** EXERCISE **
Tally up the lines in the following entries where the string "async" appears, and answer with the number alone.

** INFORMATION GIVEN **
★ ★ ★ ★ ★ ★ ★

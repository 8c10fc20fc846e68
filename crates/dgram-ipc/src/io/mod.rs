//! I/O-domain internals shared by the client and server actors.
//!
//! Each endpoint runs exactly one I/O task that owns the socket, the send
//! pipeline state, and the liveness tracker. Everything user-visible leaves
//! this domain as an [`IoEvent`] consumed by the endpoint's reconnect
//! wrapper, which re-emits it as a signal on the dispatcher.

pub(crate) mod client;
pub(crate) mod pipeline;
pub(crate) mod server;

use std::io;
use std::os::unix::net::UnixDatagram as StdUnixDatagram;
use std::path::PathBuf;
use std::time::Duration;

use tokio::sync::mpsc;
use tokio::time::Instant;

use crate::entry::SendKind;
use crate::error::Error;
use crate::heartbeat::{decode_deadline, PeerTracker};

/// Watchdog: a single send that takes longer than this closes the endpoint.
pub(crate) const SEND_DEADLINE: Duration = Duration::from_millis(5000);

/// Delay before retrying a send that hit `ENOBUFS`.
pub(crate) const NO_BUFFER_SPACE_RETRY_DELAY: Duration = Duration::from_millis(100);

/// `ENOBUFS` retries tolerated before a stalled entry (zero progress) is
/// dropped.
pub(crate) const NO_BUFFER_SPACE_STALL_LIMIT: u32 = 10;

/// Absolute `ENOBUFS` retry ceiling for an entry that made partial progress.
pub(crate) const NO_BUFFER_SPACE_TOTAL_LIMIT: u32 = 100;

/// Extra receive capacity beyond the configured buffer size, so a payload of
/// exactly `buffer_size` bytes fits alongside the kind tag.
pub(crate) const RECEIVE_BUFFER_MARGIN: usize = 32;

/// Events an I/O actor reports to its reconnect wrapper.
#[derive(Debug)]
pub(crate) enum IoEvent {
    /// Client connect succeeded; carries the peer pid when credentials are
    /// available on this platform.
    Connected(Option<i32>),
    /// Client connect failed; the actor has exited.
    ConnectFailed(Error),
    /// Server bind succeeded.
    Bound,
    /// Server bind failed; the actor has exited.
    BindFailed(Error),
    /// The endpoint closed after having been ready; the actor has exited.
    Closed,
    /// A data datagram arrived: payload (tag stripped) and sender path.
    Received(Vec<u8>, Option<PathBuf>),
    /// A non-fatal or pre-close error to surface through `error_occurred`.
    Error(Error),
    /// A tracked peer missed its heartbeat deadline.
    DeadlineExceeded(PathBuf),
}

/// Commands a reconnect wrapper posts into an I/O actor.
#[derive(Debug)]
pub(crate) enum IoCommand {
    /// New entries were queued; run the send loop. Idempotent.
    Wake,
    /// A liveness-probe tick fired.
    ServerCheck,
    /// A bound-file check tick fired (bidirectional clients).
    CheckClientSocket,
    /// Tear the endpoint down.
    Close,
}

/// Wrapper-side handle to a spawned I/O actor.
pub(crate) struct IoHandle {
    pub cmd: mpsc::UnboundedSender<IoCommand>,
    pub events: mpsc::UnboundedReceiver<IoEvent>,
}

/// Control-flow verdict of one actor loop step.
#[derive(Debug, Clone, Copy, PartialEq, Eq)]
pub(crate) enum Flow {
    Continue,
    Close,
}

/// Sets `SO_SNDBUF`, reserving one byte beyond the payload ceiling for the
/// kind tag.
pub(crate) fn set_send_buffer_size(socket: &StdUnixDatagram, bytes: usize) -> io::Result<()> {
    nix::sys::socket::setsockopt(socket, nix::sys::socket::sockopt::SndBuf, &bytes)
        .map_err(io::Error::from)
}

/// Sets `SO_RCVBUF` to the receive ceiling (buffer size plus margin).
pub(crate) fn set_receive_buffer_size(socket: &StdUnixDatagram, bytes: usize) -> io::Result<()> {
    nix::sys::socket::setsockopt(socket, nix::sys::socket::sockopt::RcvBuf, &bytes)
        .map_err(io::Error::from)
}

/// Reads the connected peer's pid from socket credentials.
///
/// Best effort: datagram sockets only expose credentials on some platforms,
/// so `None` is a normal outcome, not an error.
#[cfg(any(target_os = "linux", target_os = "android"))]
pub(crate) fn peer_pid(socket: &StdUnixDatagram) -> Option<i32> {
    nix::sys::socket::getsockopt(socket, nix::sys::socket::sockopt::PeerCredentials)
        .ok()
        .map(|credentials| credentials.pid())
}

#[cfg(not(any(target_os = "linux", target_os = "android")))]
pub(crate) fn peer_pid(_socket: &StdUnixDatagram) -> Option<i32> {
    None
}

/// Dispatches one inbound datagram: strips the kind tag, feeds the liveness
/// tracker, and forwards data payloads to the wrapper.
///
/// Probes never refresh liveness; every other kind does. Unknown tags are
/// discarded.
pub(crate) fn dispatch_datagram(
    buf: &[u8],
    sender: Option<PathBuf>,
    tracker: &mut PeerTracker,
    events: &mpsc::UnboundedSender<IoEvent>,
) {
    let Some((&tag, payload)) = buf.split_first() else {
        return;
    };

    match SendKind::from_tag(tag) {
        Some(SendKind::UserData | SendKind::Response) => {
            if let Some(path) = &sender {
                tracker.refresh(path, Instant::now());
            }
            let _ = events.send(IoEvent::Received(payload.to_vec(), sender));
        }
        Some(SendKind::Heartbeat) => {
            if let Some(path) = &sender {
                let now = Instant::now();
                match decode_deadline(payload) {
                    Some(deadline) => tracker.advertise(path, deadline, now),
                    None => tracker.refresh(path, now),
                }
            }
        }
        Some(SendKind::ServerCheck) | None => {}
    }
}
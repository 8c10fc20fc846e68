//! The dispatcher: a single serialization context for user-visible callbacks.
//!
//! Every endpoint marshals its signals, completion callbacks, and reconnect
//! scheduling through one [`Dispatcher`], so user code observes a single
//! consumer regardless of how many I/O tasks feed it. Tasks run strictly in
//! enqueue order; timed tasks run when their deadline expires, interleaved
//! with the immediate queue.
//!
//! # Interface
//!
//! - [`Dispatcher::enqueue`] — run a task as soon as the queue reaches it.
//! - [`Dispatcher::enqueue_at`] — run a task at (or after) a time point.
//! - [`Dispatcher::when_now`] — the dispatcher's notion of "now".
//! - [`Timer`] — a scoped periodic timer whose callback runs on the
//!   dispatcher; stopped on drop.
//!
//! Tasks must not block: they share one serialization context with every
//! other user-visible callback in the process.

use std::future::poll_fn;
use std::time::Duration;

use tokio::sync::mpsc;
use tokio::task::JoinHandle;
use tokio::time::{Instant, MissedTickBehavior};
use tokio_util::time::DelayQueue;
use tracing::trace;

type Task = Box<dyn FnOnce() + Send>;

enum Job {
    Now(Task),
    At(Instant, Task),
}

/// Handle to the shared serialization context.
///
/// Cheap to clone; the worker stops once every handle is dropped and the
/// immediate queue has drained. Must be created inside a tokio runtime.
#[derive(Clone)]
pub struct Dispatcher {
    tx: mpsc::UnboundedSender<Job>,
}

impl Dispatcher {
    /// Creates a dispatcher and spawns its worker.
    #[must_use]
    pub fn new() -> Self {
        let (tx, rx) = mpsc::unbounded_channel();
        tokio::spawn(run_worker(rx));
        Self { tx }
    }

    /// Enqueues `task` to run in FIFO order.
    ///
    /// Silently a no-op once the worker has stopped; by then no user code is
    /// listening either.
    pub fn enqueue(&self, task: impl FnOnce() + Send + 'static) {
        let _ = self.tx.send(Job::Now(Box::new(task)));
    }

    /// Enqueues `task` to run at (or as soon as possible after) `when`.
    pub fn enqueue_at(&self, task: impl FnOnce() + Send + 'static, when: Instant) {
        let _ = self.tx.send(Job::At(when, Box::new(task)));
    }

    /// The time point "now", for composing `enqueue_at` deadlines.
    #[must_use]
    pub fn when_now(&self) -> Instant {
        Instant::now()
    }
}

impl Default for Dispatcher {
    fn default() -> Self {
        Self::new()
    }
}

impl std::fmt::Debug for Dispatcher {
    fn fmt(&self, f: &mut std::fmt::Formatter<'_>) -> std::fmt::Result {
        f.debug_struct("Dispatcher").finish_non_exhaustive()
    }
}

async fn run_worker(mut rx: mpsc::UnboundedReceiver<Job>) {
    let mut delayed: DelayQueue<Task> = DelayQueue::new();

    loop {
        tokio::select! {
            job = rx.recv() => match job {
                Some(Job::Now(task)) => task(),
                Some(Job::At(when, task)) => {
                    delayed.insert_at(task, when);
                }
                // All handles dropped: pending timed tasks die with us.
                None => break,
            },
            Some(expired) = poll_fn(|cx| delayed.poll_expired(cx)) => {
                expired.into_inner()();
            }
        }
    }

    trace!("dispatcher worker stopped");
}

/// A scoped periodic timer.
///
/// `start` fires the callback immediately and then once per interval, each
/// firing marshalled onto the dispatcher. Restarting replaces the previous
/// schedule; the timer stops on [`Timer::stop`] or drop.
pub struct Timer {
    dispatcher: Dispatcher,
    handle: Option<JoinHandle<()>>,
}

impl Timer {
    /// Creates a stopped timer bound to `dispatcher`.
    #[must_use]
    pub fn new(dispatcher: &Dispatcher) -> Self {
        Self {
            dispatcher: dispatcher.clone(),
            handle: None,
        }
    }

    /// Starts (or restarts) the timer with the given interval.
    pub fn start(&mut self, interval: Duration, callback: impl Fn() + Send + Sync + 'static) {
        self.stop();

        let dispatcher = self.dispatcher.clone();
        let callback = std::sync::Arc::new(callback);
        self.handle = Some(tokio::spawn(async move {
            let mut ticker = tokio::time::interval(interval);
            ticker.set_missed_tick_behavior(MissedTickBehavior::Delay);
            loop {
                ticker.tick().await;
                let callback = std::sync::Arc::clone(&callback);
                dispatcher.enqueue(move || callback());
            }
        }));
    }

    /// Stops the timer. Idempotent.
    pub fn stop(&mut self) {
        if let Some(handle) = self.handle.take() {
            handle.abort();
        }
    }

    /// `true` while a schedule is active.
    #[must_use]
    pub fn is_running(&self) -> bool {
        self.handle.is_some()
    }
}

impl Drop for Timer {
    fn drop(&mut self) {
        self.stop();
    }
}

impl std::fmt::Debug for Timer {
    fn fmt(&self, f: &mut std::fmt::Formatter<'_>) -> std::fmt::Result {
        f.debug_struct("Timer")
            .field("running", &self.is_running())
            .finish()
    }
}

#[cfg(test)]
mod tests {
    use std::sync::atomic::{AtomicUsize, Ordering};
    use std::sync::Arc;

    use super::*;

    #[tokio::test]
    async fn tasks_run_in_enqueue_order() {
        let dispatcher = Dispatcher::new();
        let log = Arc::new(std::sync::Mutex::new(Vec::new()));

        for i in 0..10 {
            let log = Arc::clone(&log);
            dispatcher.enqueue(move || log.lock().unwrap().push(i));
        }

        tokio::time::sleep(Duration::from_millis(50)).await;
        assert_eq!(*log.lock().unwrap(), (0..10).collect::<Vec<_>>());
    }

    #[tokio::test]
    async fn timed_tasks_fire_after_their_deadline() {
        let dispatcher = Dispatcher::new();
        let fired = Arc::new(AtomicUsize::new(0));

        let fired_in = Arc::clone(&fired);
        let at = dispatcher.when_now() + Duration::from_millis(50);
        dispatcher.enqueue_at(
            move || {
                fired_in.fetch_add(1, Ordering::SeqCst);
            },
            at,
        );

        tokio::time::sleep(Duration::from_millis(20)).await;
        assert_eq!(fired.load(Ordering::SeqCst), 0);

        tokio::time::sleep(Duration::from_millis(80)).await;
        assert_eq!(fired.load(Ordering::SeqCst), 1);
    }

    #[tokio::test]
    async fn timer_ticks_until_stopped() {
        let dispatcher = Dispatcher::new();
        let ticks = Arc::new(AtomicUsize::new(0));

        let mut timer = Timer::new(&dispatcher);
        let ticks_in = Arc::clone(&ticks);
        timer.start(Duration::from_millis(20), move || {
            ticks_in.fetch_add(1, Ordering::SeqCst);
        });

        tokio::time::sleep(Duration::from_millis(110)).await;
        timer.stop();
        // Let an already-enqueued firing drain before reading the count.
        tokio::time::sleep(Duration::from_millis(30)).await;
        let observed = ticks.load(Ordering::SeqCst);
        assert!(observed >= 3, "expected >= 3 ticks, got {observed}");

        tokio::time::sleep(Duration::from_millis(60)).await;
        assert_eq!(ticks.load(Ordering::SeqCst), observed);
    }

    #[tokio::test]
    async fn restarting_a_timer_replaces_the_schedule() {
        let dispatcher = Dispatcher::new();
        let first = Arc::new(AtomicUsize::new(0));
        let second = Arc::new(AtomicUsize::new(0));

        let mut timer = Timer::new(&dispatcher);
        let first_in = Arc::clone(&first);
        timer.start(Duration::from_millis(10), move || {
            first_in.fetch_add(1, Ordering::SeqCst);
        });
        let second_in = Arc::clone(&second);
        timer.start(Duration::from_millis(10), move || {
            second_in.fetch_add(1, Ordering::SeqCst);
        });

        tokio::time::sleep(Duration::from_millis(60)).await;
        let first_count = first.load(Ordering::SeqCst);
        assert!(first_count <= 1, "old schedule kept firing: {first_count}");
        assert!(second.load(Ordering::SeqCst) >= 2);
    }
}
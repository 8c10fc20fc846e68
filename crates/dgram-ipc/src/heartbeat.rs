//! Per-peer liveness tracking.
//!
//! Peers advertise a deadline interval in their heartbeat datagrams; the
//! tracker records when each peer was last seen and reports — exactly once
//! per lapse — the peers whose deadline has passed. A fresh heartbeat or any
//! other non-probe datagram from the peer re-arms its deadline.

use std::collections::HashMap;
use std::path::{Path, PathBuf};
use std::time::Duration;

use tokio::time::Instant;

/// Heartbeat wire payload: the advertised deadline in milliseconds,
/// little-endian.
pub(crate) fn encode_deadline(deadline: Duration) -> [u8; 8] {
    u64::try_from(deadline.as_millis())
        .unwrap_or(u64::MAX)
        .to_le_bytes()
}

/// Decodes a heartbeat payload. Malformed payloads yield `None` and are
/// treated as a bare liveness refresh.
pub(crate) fn decode_deadline(payload: &[u8]) -> Option<Duration> {
    let bytes: [u8; 8] = payload.try_into().ok()?;
    Some(Duration::from_millis(u64::from_le_bytes(bytes)))
}

#[derive(Debug)]
struct PeerRecord {
    last_heartbeat_at: Instant,
    /// Deadline interval the peer advertised; `None` until the first
    /// well-formed heartbeat, which disables deadline tracking for the peer.
    advertised: Option<Duration>,
    next_deadline: Option<Instant>,
    /// Set when a miss has been reported; cleared by the next refresh so a
    /// single lapse is reported exactly once.
    deadline_missed: bool,
}

/// Table of peer endpoints and their heartbeat deadlines.
#[derive(Debug, Default)]
pub(crate) struct PeerTracker {
    peers: HashMap<PathBuf, PeerRecord>,
}

impl PeerTracker {
    pub fn new() -> Self {
        Self::default()
    }

    /// Records that any non-probe datagram arrived from `peer`.
    pub fn refresh(&mut self, peer: &Path, now: Instant) {
        match self.peers.get_mut(peer) {
            Some(record) => {
                record.last_heartbeat_at = now;
                record.next_deadline = record.advertised.map(|interval| now + interval);
                record.deadline_missed = false;
            }
            None => {
                self.peers.insert(
                    peer.to_path_buf(),
                    PeerRecord {
                        last_heartbeat_at: now,
                        advertised: None,
                        next_deadline: None,
                        deadline_missed: false,
                    },
                );
            }
        }
    }

    /// Records a heartbeat advertising `interval` as the peer's deadline.
    pub fn advertise(&mut self, peer: &Path, interval: Duration, now: Instant) {
        let record = self
            .peers
            .entry(peer.to_path_buf())
            .or_insert_with(|| PeerRecord {
                last_heartbeat_at: now,
                advertised: None,
                next_deadline: None,
                deadline_missed: false,
            });
        record.last_heartbeat_at = now;
        record.advertised = Some(interval);
        record.next_deadline = Some(now + interval);
        record.deadline_missed = false;
    }

    /// The earliest unreported deadline, for arming the sweep.
    pub fn next_wakeup(&self) -> Option<Instant> {
        self.peers
            .values()
            .filter(|record| !record.deadline_missed)
            .filter_map(|record| record.next_deadline)
            .min()
    }

    /// Marks and returns the peers whose deadline has lapsed since the last
    /// sweep. Each lapse is returned once; the peer re-arms on its next
    /// datagram.
    pub fn take_missed(&mut self, now: Instant) -> Vec<PathBuf> {
        let mut missed = Vec::new();
        for (path, record) in &mut self.peers {
            if record.deadline_missed {
                continue;
            }
            if let Some(deadline) = record.next_deadline {
                if now >= deadline {
                    record.deadline_missed = true;
                    missed.push(path.clone());
                }
            }
        }
        missed
    }

    /// Instant the peer was last seen, if it is known.
    #[cfg(test)]
    pub fn last_seen(&self, peer: &Path) -> Option<Instant> {
        self.peers.get(peer).map(|record| record.last_heartbeat_at)
    }

    /// Drops all peer records (endpoint close).
    pub fn clear(&mut self) {
        self.peers.clear();
    }
}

★ ★ ★ ★ ★ ★ ★

** ANSWER TO THIS EXERCISE **
6